ORDER ON MOTION TO COMPEL

Now before the Court is Plaintiff's Motion to Compel Discovery Responses (Doc. 104), Defendant's Motion to Determine Sufficiency of Reply to Requests for Admissions (Doc. 121), and Plaintiff/Intervenor's Motion to Clarify the Court's October 22, 2012 Order Compelling Former Plaintiff Lemaster to Provide Supplemental Discovery Responses (Doc. 156). Having reviewed the submissions of the parties, including the Court's requested supplementary briefing, the Court is prepared to rule on these motions.

BACKGROUND

Plaintiff contends he was injured when he fell from a bus, manufactured by Defendant, that he had been hired to transport from Kansas to Pennsylvania. (Doc. 1, at 6-7.) Plaintiff brings various negligence claims against Defendant, including strict liability failure to warn, negligent design, manufacture and distribution of a defective product, and supplying a dangerous chattel. (See generally, Id.)Plaintiff alleges that he sustained serious injuries as a direct and proximate result of Defendant's negligence. (Id.) Defendant generally denies Plaintiff's allegations of negligence. (Doc. 12.)

On November 2, 2012, the District Court granted Defendant's Motion for Summary Judgment against Plaintiff Terry Lemaster, and granted the Motion to Intervene by the bankruptcy Trustee. (Doc. 155.) The District Court's ruling eliminated the original Plaintiff, Lemaster, from the case, replacing him with the Trustee.

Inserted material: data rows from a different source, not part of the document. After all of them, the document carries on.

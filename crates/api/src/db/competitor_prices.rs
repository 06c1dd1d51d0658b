//! Database operations for competitor price observations.
//!
//! Observations arrive from scrapers and marketplace searches; pricing
//! strategies consume them aggregated per listing over a recent window.

use std::collections::HashMap;

use chrono::{DateTime, Duration, Utc};
use rakuda_core::ListingId;
use rust_decimal::Decimal;
use serde::{Deserialize, Serialize};
use sqlx::PgPool;

use super::RepositoryError;

/// A single observed competitor price.
#[derive(Debug, Clone, Serialize, sqlx::FromRow)]
pub struct CompetitorPrice {
    /// Row ID.
    pub id: i32,
    /// Listing the observation is comparable to.
    pub listing_id: ListingId,
    /// Where the observation came from.
    pub source: String,
    /// Observed price in USD.
    pub price_usd: Decimal,
    /// When the price was observed.
    pub observed_at: DateTime<Utc>,
}

/// Aggregated competitor prices for one listing.
///
/// Serializable both ways: single-listing stats round-trip through the
/// `CompetitorPrices` cache namespace.
#[derive(Debug, Clone, Copy, Serialize, Deserialize)]
pub struct CompetitorStats {
    /// Lowest observed price.
    pub min_usd: Decimal,
    /// Mean observed price.
    pub avg_usd: Decimal,
    /// Highest observed price.
    pub max_usd: Decimal,
    /// Number of observations in the window.
    pub samples: i64,
}

#[derive(Debug, sqlx::FromRow)]
struct StatsRow {
    listing_id: ListingId,
    min_usd: Decimal,
    avg_usd: Decimal,
    max_usd: Decimal,
    samples: i64,
}

impl From<StatsRow> for CompetitorStats {
    fn from(row: StatsRow) -> Self {
        Self {
            min_usd: row.min_usd,
            avg_usd: row.avg_usd,
            max_usd: row.max_usd,
            samples: row.samples,
        }
    }
}

/// Record an observation.
///
/// # Errors
///
/// Returns error if the database insert fails.
pub async fn record(
    pool: &PgPool,
    listing_id: ListingId,
    source: &str,
    price_usd: Decimal,
) -> Result<CompetitorPrice, RepositoryError> {
    let observation = sqlx::query_as::<_, CompetitorPrice>(
        r"
        INSERT INTO competitor_prices (listing_id, source, price_usd)
        VALUES ($1, $2, $3)
        RETURNING id, listing_id, source, price_usd, observed_at
        ",
    )
    .bind(listing_id)
    .bind(source)
    .bind(price_usd)
    .fetch_one(pool)
    .await?;

    Ok(observation)
}

/// Aggregated stats for one listing over the given lookback window.
///
/// Returns `None` when no observations fall inside the window.
///
/// # Errors
///
/// Returns error if the database query fails.
pub async fn stats_for(
    pool: &PgPool,
    listing_id: ListingId,
    window: Duration,
) -> Result<Option<CompetitorStats>, RepositoryError> {
    let row = sqlx::query_as::<_, StatsRow>(
        r"
        SELECT
            listing_id,
            MIN(price_usd) AS min_usd,
            AVG(price_usd) AS avg_usd,
            MAX(price_usd) AS max_usd,
            COUNT(*) AS samples
        FROM competitor_prices
        WHERE listing_id = $1 AND observed_at > NOW() - make_interval(secs => $2)
        GROUP BY listing_id
        ",
    )
    .bind(listing_id)
    .bind(window.num_seconds())
    .fetch_optional(pool)
    .await?;

    Ok(row.map(Into::into))
}

/// Aggregated stats for every listing with observations in the window,
/// keyed by listing. One query backs a whole bulk-repricing pass.
///
/// # Errors
///
/// Returns error if the database query fails.
pub async fn stats_by_listing(
    pool: &PgPool,
    window: Duration,
) -> Result<HashMap<ListingId, CompetitorStats>, RepositoryError> {
    let rows = sqlx::query_as::<_, StatsRow>(
        r"
        SELECT
            listing_id,
            MIN(price_usd) AS min_usd,
            AVG(price_usd) AS avg_usd,
            MAX(price_usd) AS max_usd,
            COUNT(*) AS samples
        FROM competitor_prices
        WHERE observed_at > NOW() - make_interval(secs => $1)
        GROUP BY listing_id
        ",
    )
    .bind(window.num_seconds())
    .fetch_all(pool)
    .await?;

    Ok(rows
        .into_iter()
        .map(|row| (row.listing_id, row.into()))
        .collect())
}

This resulted in a disagreement between the parties concerning the status of pending discovery motions (Doc. 104, 121) and of a discovery Order previously issued by this Court (Doc. 149). The motions at issue were filed by or against the original Plaintiff. The Order involved or addressed the obligations of the original Plaintiff.

Plaintiff Trustee took the position that the issues and prior Order are now moot and that discovery and any motions should be re-issued to or by the new Plaintiff. Defendant countered that Plaintiff Trustee is bound by the responses and status of previous discovery and motions. The parties attempted to resolve this dispute by agreement without success, resulting in this Court's November 19, 2012, status conference. (Doc. 159, Minute Order.)

As a result of that status conference, the Court directed the parties to file simultaneous memoranda on or before December 7, 2012, addressing the issues of whether the pending discovery motions are moot and whether the discovery Order (Doc. 149) is enforceable against Plaintiff Trustee. The parties submitted their supplemental memoranda on the stated deadline. (Docs. 162, 163.) These matters are now ripe for determination by the Court.

DISCUSSION

I. Applicability of Prior Discovery Requests and Order.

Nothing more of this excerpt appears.